Here are the past Bubble Cup mirrors on Codeforces:

Bubble Cup 8 — Finals [Online Mirror]

Bubble Cup 9 — Finals [Online Mirror]

Bubble Cup X — Finals [Online Mirror]

Bubble Cup 11 — Finals [Online Mirror, Div. 1]

Bubble Cup 11 — Finals [Online Mirror, Div. 2]

The problems and their solutions were created by employees and interns of Microsoft Development Center Serbia (MDCS).

We are very grateful to MikeMirzayanov and the rest of the Codeforces team for their support and the wonderful Polygon platform. Special thanks to knightL for big help with problem testing.

The full editorial, together with the statements and solutions of the tasks from the qualification rounds, will be available in the booklet section of the Bubble Cup website on Sunday.

We wish good luck to all participants!

EDIT:

Congratulations to everyone who participated!

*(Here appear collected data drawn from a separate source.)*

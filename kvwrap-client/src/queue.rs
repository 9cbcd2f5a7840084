//! # Response Queue
//!
//! Ordered store of converted response payloads owned by one connection.
//!
//! ## Orientation
//! New entries are inserted at the **front**; the front is always the most
//! recently queued entry and the **back** is the oldest. Reading from the back
//! therefore drains entries in the order they arrived, and an array reply
//! `[A, B, C]` drains as `A, B, C`. Reading from the front returns the newest
//! entry first.

use std::collections::VecDeque;

/// Queue of successful response payloads, newest at the front.
#[derive(Debug, Clone, Default, PartialEq, Eq)]
pub struct ResponseQueue {
    entries: VecDeque<String>,
}

impl ResponseQueue {
    /// Empty queue.
    pub fn new() -> Self {
        ResponseQueue::default()
    }

    /// Number of queued payloads.
    pub fn len(&self) -> usize {
        self.entries.len()
    }

    /// True when nothing is queued.
    pub fn is_empty(&self) -> bool {
        self.entries.is_empty()
    }

    /// Removes every entry.
    pub fn clear(&mut self) {
        self.entries.clear();
    }

    /// Queues a payload as the newest entry.
    pub fn push(&mut self, payload: String) {
        self.entries.push_front(payload);
    }

    /// Reads the newest (`from_front`) or oldest entry without removing it.
    pub fn peek(&self, from_front: bool) -> Option<&str> {
        let entry = if from_front {
            self.entries.front()
        } else {
            self.entries.back()
        };
        entry.map(String::as_str)
    }

    /// Removes and returns the newest (`from_front`) or oldest entry.
    pub fn pop(&mut self, from_front: bool) -> Option<String> {
        if from_front {
            self.entries.pop_front()
        } else {
            self.entries.pop_back()
        }
    }

    /// Most recently queued payload.
    pub fn newest(&self) -> Option<&str> {
        self.peek(true)
    }

    /// Longest-waiting payload.
    pub fn oldest(&self) -> Option<&str> {
        self.peek(false)
    }

    /// Drops the newest entries until only `len` remain; returns how many
    /// were removed.
    ///
    /// Used to undo everything queued since `len` was observed.
    pub fn rollback_to(&mut self, len: usize) -> usize {
        let mut removed = 0;
        while self.entries.len() > len {
            self.entries.pop_front();
            removed += 1;
        }
        removed
    }

    /// Entries from oldest to newest.
    pub fn iter(&self) -> impl DoubleEndedIterator<Item = &str> + ExactSizeIterator {
        self.entries.iter().rev().map(String::as_str)
    }
}

#[cfg(test)]
mod tests {
    use super::*;

    fn queue_of(items: &[&str]) -> ResponseQueue {
        let mut queue = ResponseQueue::new();
        for item in items {
            queue.push(item.to_string());
        }
        queue
    }

    #[test]
    fn back_is_oldest_front_is_newest() {
        let queue = queue_of(&["a", "b", "c"]);
        assert_eq!(queue.oldest(), Some("a"));
        assert_eq!(queue.newest(), Some("c"));
        assert_eq!(queue.iter().collect::<Vec<_>>(), vec!["a", "b", "c"]);
    }

    #[test]
    fn popping_from_back_drains_in_arrival_order() {
        let mut queue = queue_of(&["a", "b", "c"]);
        assert_eq!(queue.pop(false).as_deref(), Some("a"));
        assert_eq!(queue.pop(false).as_deref(), Some("b"));
        assert_eq!(queue.pop(true).as_deref(), Some("c"));
        assert_eq!(queue.pop(false), None);
        assert!(queue.is_empty());
    }

    #[test]
    fn rollback_only_removes_newer_entries() {
        let mut queue = queue_of(&["kept"]);
        let mark = queue.len();
        queue.push("x".to_string());
        queue.push("y".to_string());
        assert_eq!(queue.rollback_to(mark), 2);
        assert_eq!(queue.iter().collect::<Vec<_>>(), vec!["kept"]);
        assert_eq!(queue.rollback_to(5), 0);
    }

    #[test]
    fn clear_empties_queue() {
        let mut queue = queue_of(&["a", "b"]);
        queue.clear();
        assert_eq!(queue.len(), 0);
        assert_eq!(queue.peek(true), None);
    }
}
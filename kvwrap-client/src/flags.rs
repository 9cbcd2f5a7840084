//! # Command Flags
//!
//! Per-call policy for the response queue, along two independent axes:
//!
//! | policy    | existing queue | this reply |
//! |-----------|----------------|------------|
//! | `DEFAULT` | flush          | queue      |
//! | `STASH`   | persist        | queue      |
//! | `CLEAR`   | flush          | discard    |
//! | `VOID`    | persist        | discard    |
//!
//! `CommandFlags` holds exactly one choice per axis, so a flush+persist or
//! queue+discard policy cannot be constructed. Raw flag sets coming from
//! outside the type system (bit masks, strings) are checked by
//! [`CommandFlags::from_flags`], [`CommandFlags::from_bits`] and `FromStr`,
//! which reject contradictions with [`PolicyConflict`] before anything is sent.

use std::fmt;
use std::str::FromStr;

use crate::error::PolicyConflict;

/// What happens to previously queued responses before a command runs.
#[derive(Debug, Clone, Copy, PartialEq, Eq, Hash)]
pub enum Retention {
    Flush,
    Persist,
}

/// Whether this command's results are queued.
#[derive(Debug, Clone, Copy, PartialEq, Eq, Hash)]
pub enum Delivery {
    Queue,
    Discard,
}

/// One raw policy bit.
#[derive(Debug, Clone, Copy, PartialEq, Eq, Hash)]
#[repr(u8)]
pub enum Flag {
    Flush = 0x1,
    Persist = 0x2,
    Queue = 0x4,
    Discard = 0x8,
}

impl Flag {
    /// The flag's value in a policy bit mask.
    pub const fn bit(self) -> u8 {
        self as u8
    }
}

/// A legal combination of queue policies.
#[derive(Debug, Clone, Copy, PartialEq, Eq, Hash)]
pub struct CommandFlags {
    retention: Retention,
    delivery: Delivery,
}

impl CommandFlags {
    /// Flush old responses and queue these ones.
    pub const DEFAULT: CommandFlags = CommandFlags::new(Retention::Flush, Delivery::Queue);
    /// Keep old responses and queue these ones too.
    pub const STASH: CommandFlags = CommandFlags::new(Retention::Persist, Delivery::Queue);
    /// Flush old responses and ignore this one.
    pub const CLEAR: CommandFlags = CommandFlags::new(Retention::Flush, Delivery::Discard);
    /// Keep old responses and ignore this one.
    pub const VOID: CommandFlags = CommandFlags::new(Retention::Persist, Delivery::Discard);

    /// Combines one choice from each axis.
    pub const fn new(retention: Retention, delivery: Delivery) -> Self {
        CommandFlags {
            retention,
            delivery,
        }
    }

    /// What happens to already queued responses.
    pub const fn retention(self) -> Retention {
        self.retention
    }

    /// Whether this command's results are queued.
    pub const fn delivery(self) -> Delivery {
        self.delivery
    }

    /// True when the queue is cleared before sending.
    pub const fn flushes(self) -> bool {
        matches!(self.retention, Retention::Flush)
    }

    /// True when results are pushed onto the queue.
    pub const fn queues(self) -> bool {
        matches!(self.delivery, Delivery::Queue)
    }

    /// Builds a policy from raw flags.
    ///
    /// An axis with no flag set takes its `DEFAULT` value, so an empty set is
    /// `DEFAULT`.
    pub fn from_flags(flags: &[Flag]) -> Result<Self, PolicyConflict> {
        Self::from_bits(flags.iter().fold(0, |bits, flag| bits | flag.bit()))
    }

    /// Builds a policy from a bit mask of [`Flag`] values.
    ///
    /// Bits outside the four flags are ignored.
    pub fn from_bits(bits: u8) -> Result<Self, PolicyConflict> {
        let has = |flag: Flag| bits & flag.bit() != 0;

        let retention = match (has(Flag::Flush), has(Flag::Persist)) {
            (true, true) => return Err(PolicyConflict::FlushAndPersist),
            (false, true) => Retention::Persist,
            _ => Retention::Flush,
        };
        let delivery = match (has(Flag::Queue), has(Flag::Discard)) {
            (true, true) => return Err(PolicyConflict::QueueAndDiscard),
            (false, true) => Delivery::Discard,
            _ => Delivery::Queue,
        };
        Ok(CommandFlags::new(retention, delivery))
    }

    /// Bit mask form, e.g. `5` for `DEFAULT`.
    pub fn bits(self) -> u8 {
        let retention = match self.retention {
            Retention::Flush => Flag::Flush,
            Retention::Persist => Flag::Persist,
        };
        let delivery = match self.delivery {
            Delivery::Queue => Flag::Queue,
            Delivery::Discard => Flag::Discard,
        };
        retention.bit() | delivery.bit()
    }
}

impl Default for CommandFlags {
    fn default() -> Self {
        CommandFlags::DEFAULT
    }
}

impl fmt::Display for CommandFlags {
    fn fmt(&self, f: &mut fmt::Formatter<'_>) -> fmt::Result {
        let name = match (self.retention, self.delivery) {
            (Retention::Flush, Delivery::Queue) => "DEFAULT",
            (Retention::Persist, Delivery::Queue) => "STASH",
            (Retention::Flush, Delivery::Discard) => "CLEAR",
            (Retention::Persist, Delivery::Discard) => "VOID",
        };
        f.write_str(name)
    }
}

/// Parses a policy name (`"stash"`) or a `|`-separated flag list
/// (`"persist|queue"`), case-insensitively.
impl FromStr for CommandFlags {
    type Err = PolicyConflict;

    fn from_str(s: &str) -> Result<Self, Self::Err> {
        let mut flags = Vec::new();
        for token in s.split('|').map(str::trim).filter(|token| !token.is_empty()) {
            match token.to_ascii_uppercase().as_str() {
                "DEFAULT" | "NONE" => {}
                "STASH" => flags.extend([Flag::Persist, Flag::Queue]),
                "CLEAR" => flags.extend([Flag::Flush, Flag::Discard]),
                "VOID" => flags.extend([Flag::Persist, Flag::Discard]),
                "FLUSH" => flags.push(Flag::Flush),
                "PERSIST" => flags.push(Flag::Persist),
                "QUEUE" => flags.push(Flag::Queue),
                "DISCARD" => flags.push(Flag::Discard),
                _ => return Err(PolicyConflict::UnknownFlag(token.to_string())),
            }
        }
        CommandFlags::from_flags(&flags)
    }
}
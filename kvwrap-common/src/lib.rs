//! # kvwrap-common
//!
//! Shared reply model, RESP2 framing and transport-level errors used by the
//! kvwrap client core.
//!
//! ## Design Principles
//! 1. **One Reply, One Value**: every read materializes exactly one `ReplyValue`.
//! 2. **Binary-In, Text-Out**: replies are exposed as text; bulk payloads that
//!    are not valid UTF-8 are decoded lossily.
//! 3. **Fail Fast**: invalid framing returns protocol errors immediately.

pub mod error;
pub mod reply;
pub mod resp;

pub use error::{ConnectError, TransportError};
pub use reply::{ReplyValue, NIL, OK};
pub use resp::{encode_command, read_reply};
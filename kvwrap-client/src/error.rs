//! # Client Errors
//!
//! Error kinds surfaced by the client core. Only connection establishment is
//! returned as a hard error from constructors; everything else reaches the
//! caller either as a failed `Response` or through the typed `*_as` helpers.

use std::io;

use kvwrap_common::{ConnectError, TransportError};
use thiserror::Error;

/// Result type for the client core.
pub type ClientResult<T> = Result<T, ClientError>;

/// Errors surfaced by the client core.
#[derive(Debug, Error)]
pub enum ClientError {
    /// Could not establish a session. Fatal at construction time.
    #[error("connection error: {0}")]
    Connect(#[from] ConnectError),
    /// Send/receive failed and the single retry failed too.
    #[error("transport error: {0}")]
    Transport(String),
    /// Server returned an error reply.
    #[error("server error: {0}")]
    Protocol(String),
    /// A response payload could not be converted to the requested type.
    #[error(transparent)]
    Conversion(#[from] ConversionError),
    /// Read from an empty response queue.
    #[error("queue underflow: {0}")]
    QueueUnderflow(String),
    /// Script registration was rejected.
    #[error(transparent)]
    ScriptLoad(#[from] ScriptLoadError),
}

impl From<TransportError> for ClientError {
    fn from(err: TransportError) -> Self {
        ClientError::Transport(err.to_string())
    }
}

/// A value could not be converted to or from its wire text.
#[derive(Debug, Clone, PartialEq, Eq, Error)]
#[error("cannot convert {input:?} to {target}")]
pub struct ConversionError {
    /// Name of the requested type.
    pub target: &'static str,
    /// Text (or a description of the value) that failed to convert.
    pub input: String,
}

impl ConversionError {
    /// Builds an error for `input` that could not become a `target`.
    pub fn new(target: &'static str, input: impl Into<String>) -> Self {
        ConversionError {
            target,
            input: input.into(),
        }
    }
}

/// Why a script was not added to the script cache.
#[derive(Debug, Error)]
pub enum ScriptLoadError {
    /// The server answered with something that is not a script hash.
    #[error("script '{alias}' returned an invalid hash {hash:?} (expected {expected} hex characters)")]
    BadHash {
        alias: String,
        hash: String,
        expected: usize,
    },
    /// The load command itself failed.
    #[error("script '{alias}' could not be loaded: {reason}")]
    NotLoaded { alias: String, reason: String },
    /// The alias is already registered on this connection.
    #[error("script alias '{0}' is already registered")]
    AliasTaken(String),
    /// The script file could not be read.
    #[error("script '{alias}' could not be read from {path}: {source}")]
    Read {
        alias: String,
        path: String,
        #[source]
        source: io::Error,
    },
}

/// Contradictory or unrecognized command flags.
#[derive(Debug, Clone, PartialEq, Eq, Error)]
pub enum PolicyConflict {
    #[error("illegal command flags: FLUSH and PERSIST are mutually exclusive")]
    FlushAndPersist,
    #[error("illegal command flags: QUEUE and DISCARD are mutually exclusive")]
    QueueAndDiscard,
    #[error("unknown command flag {0:?}")]
    UnknownFlag(String),
}
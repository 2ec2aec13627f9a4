//! Exact rational numbers used as basis exponents and conversion powers.

use core::cmp::Ordering;
use core::fmt;
use core::ops::{Add, Mul, Neg, Sub};

/// An exact rational number.
///
/// `Ratio` is the exponent type of the magnitude algebra: every basis element
/// carries one, and [`Magnitude::pow`](crate::Magnitude::pow) is parametrised
/// by one. Ratios are always stored in lowest terms with a positive
/// denominator, so structural equality is value equality.
#[derive(Clone, Copy, PartialEq, Eq, Hash)]
#[cfg_attr(feature = "serde", derive(serde::Serialize))]
pub struct Ratio {
    num: i64,
    den: i64,
}

impl Ratio {
    /// The rational zero, `0/1`.
    pub const ZERO: Ratio = Ratio { num: 0, den: 1 };

    /// The rational one, `1/1`.
    pub const ONE: Ratio = Ratio { num: 1, den: 1 };

    /// Creates a ratio from a numerator and denominator, reduced to lowest
    /// terms with the sign normalised into the numerator.
    ///
    /// # Panics
    ///
    /// Panics if `den == 0`.
    #[must_use]
    pub fn new(num: i64, den: i64) -> Self {
        assert!(den != 0, "denominator must not be zero");
        Self::reduced(i128::from(num), i128::from(den))
    }

    /// Creates an integral ratio (`n/1`).
    #[must_use]
    pub const fn from_integer(n: i64) -> Self {
        Self { num: n, den: 1 }
    }

    // Invariant on entry: den != 0.
    fn reduced(num: i128, den: i128) -> Self {
        let (num, den) = if den < 0 { (-num, -den) } else { (num, den) };
        if num == 0 {
            return Self::ZERO;
        }
        let g = gcd(num.unsigned_abs(), den.unsigned_abs());
        let (num, den) = (num / g as i128, den / g as i128);
        assert!(
            num >= i128::from(i64::MIN) && num <= i128::from(i64::MAX) && den <= i128::from(i64::MAX),
            "rational exponent overflow"
        );
        Self {
            num: num as i64,
            den: den as i64,
        }
    }

    /// The signed numerator.
    #[must_use]
    pub const fn numerator(self) -> i64 {
        self.num
    }

    /// The denominator; always positive.
    #[must_use]
    pub const fn denominator(self) -> i64 {
        self.den
    }

    /// Returns true if this ratio is zero.
    #[must_use]
    pub const fn is_zero(self) -> bool {
        self.num == 0
    }

    /// Returns true if this ratio is exactly one.
    #[must_use]
    pub const fn is_one(self) -> bool {
        self.num == 1 && self.den == 1
    }

    /// Returns true if the denominator is one.
    #[must_use]
    pub const fn is_integral(self) -> bool {
        self.den == 1
    }

    /// Returns true if this ratio is negative.
    #[must_use]
    pub const fn is_negative(self) -> bool {
        self.num < 0
    }

    /// The integer part, truncated toward zero.
    #[must_use]
    pub const fn trunc(self) -> i64 {
        self.num / self.den
    }

    /// The absolute value.
    #[must_use]
    pub fn abs(self) -> Self {
        if self.is_negative() {
            -self
        } else {
            self
        }
    }

    /// The closest `f64` approximation.
    #[must_use]
    pub fn as_f64(self) -> f64 {
        self.num as f64 / self.den as f64
    }
}

fn gcd(mut a: u128, mut b: u128) -> u128 {
    while b != 0 {
        (a, b) = (b, a % b);
    }
    a
}

impl Add for Ratio {
    type Output = Ratio;

    fn add(self, rhs: Ratio) -> Ratio {
        Ratio::reduced(
            i128::from(self.num) * i128::from(rhs.den) + i128::from(rhs.num) * i128::from(self.den),
            i128::from(self.den) * i128::from(rhs.den),
        )
    }
}

impl Sub for Ratio {
    type Output = Ratio;

    fn sub(self, rhs: Ratio) -> Ratio {
        self + (-rhs)
    }
}

impl Mul for Ratio {
    type Output = Ratio;

    fn mul(self, rhs: Ratio) -> Ratio {
        Ratio::reduced(
            i128::from(self.num) * i128::from(rhs.num),
            i128::from(self.den) * i128::from(rhs.den),
        )
    }
}

impl Neg for Ratio {
    type Output = Ratio;

    fn neg(self) -> Ratio {
        Ratio::reduced(-i128::from(self.num), i128::from(self.den))
    }
}

impl Ord for Ratio {
    fn cmp(&self, other: &Self) -> Ordering {
        // Denominators are positive, so cross-multiplication preserves order.
        (i128::from(self.num) * i128::from(other.den)).cmp(&(i128::from(other.num) * i128::from(self.den)))
    }
}

impl PartialOrd for Ratio {
    fn partial_cmp(&self, other: &Self) -> Option<Ordering> {
        Some(self.cmp(other))
    }
}

impl fmt::Debug for Ratio {
    fn fmt(&self, f: &mut fmt::Formatter<'_>) -> fmt::Result {
        write!(f, "Ratio({self})")
    }
}

impl fmt::Display for Ratio {
    fn fmt(&self, f: &mut fmt::Formatter<'_>) -> fmt::Result {
        if self.is_integral() {
            write!(f, "{}", self.num)
        } else {
            write!(f, "{}/{}", self.num, self.den)
        }
    }
}

#[cfg(feature = "serde")]
impl<'de> serde::Deserialize<'de> for Ratio {
    fn deserialize<D>(deserializer: D) -> Result<Self, D::Error>
    where
        D: serde::Deserializer<'de>,
    {
        #[derive(serde::Deserialize)]
        struct Raw {
            num: i64,
            den: i64,
        }
        let raw = Raw::deserialize(deserializer)?;
        if raw.den == 0 {
            return Err(serde::de::Error::custom("denominator must not be zero"));
        }
        Ok(Ratio::new(raw.num, raw.den))
    }
}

Top three teams in Div1 who were also the only teams who solved all 9 problems:

ITMO University: Standard deviation: Nebuchadnezzar, senek_k, _kun_

Winners of Div2 are:

Omar^3: OmarHashim, Momentum, omarosama96 with 5 problems solved

You can now find the solutions to the problems in the booklet section of the Bubble Cup website.

Thanks to everyone who took part in the competition!

Is the time link wrong? It says 15:35 UTC+2 but when I go to the link it says 15:35 UTC.

Yes, thank you for pointing out. It is corrected now. :)

In this round problem will be in increasing order of difficulty like usual codeforces rounds or it will be in random order?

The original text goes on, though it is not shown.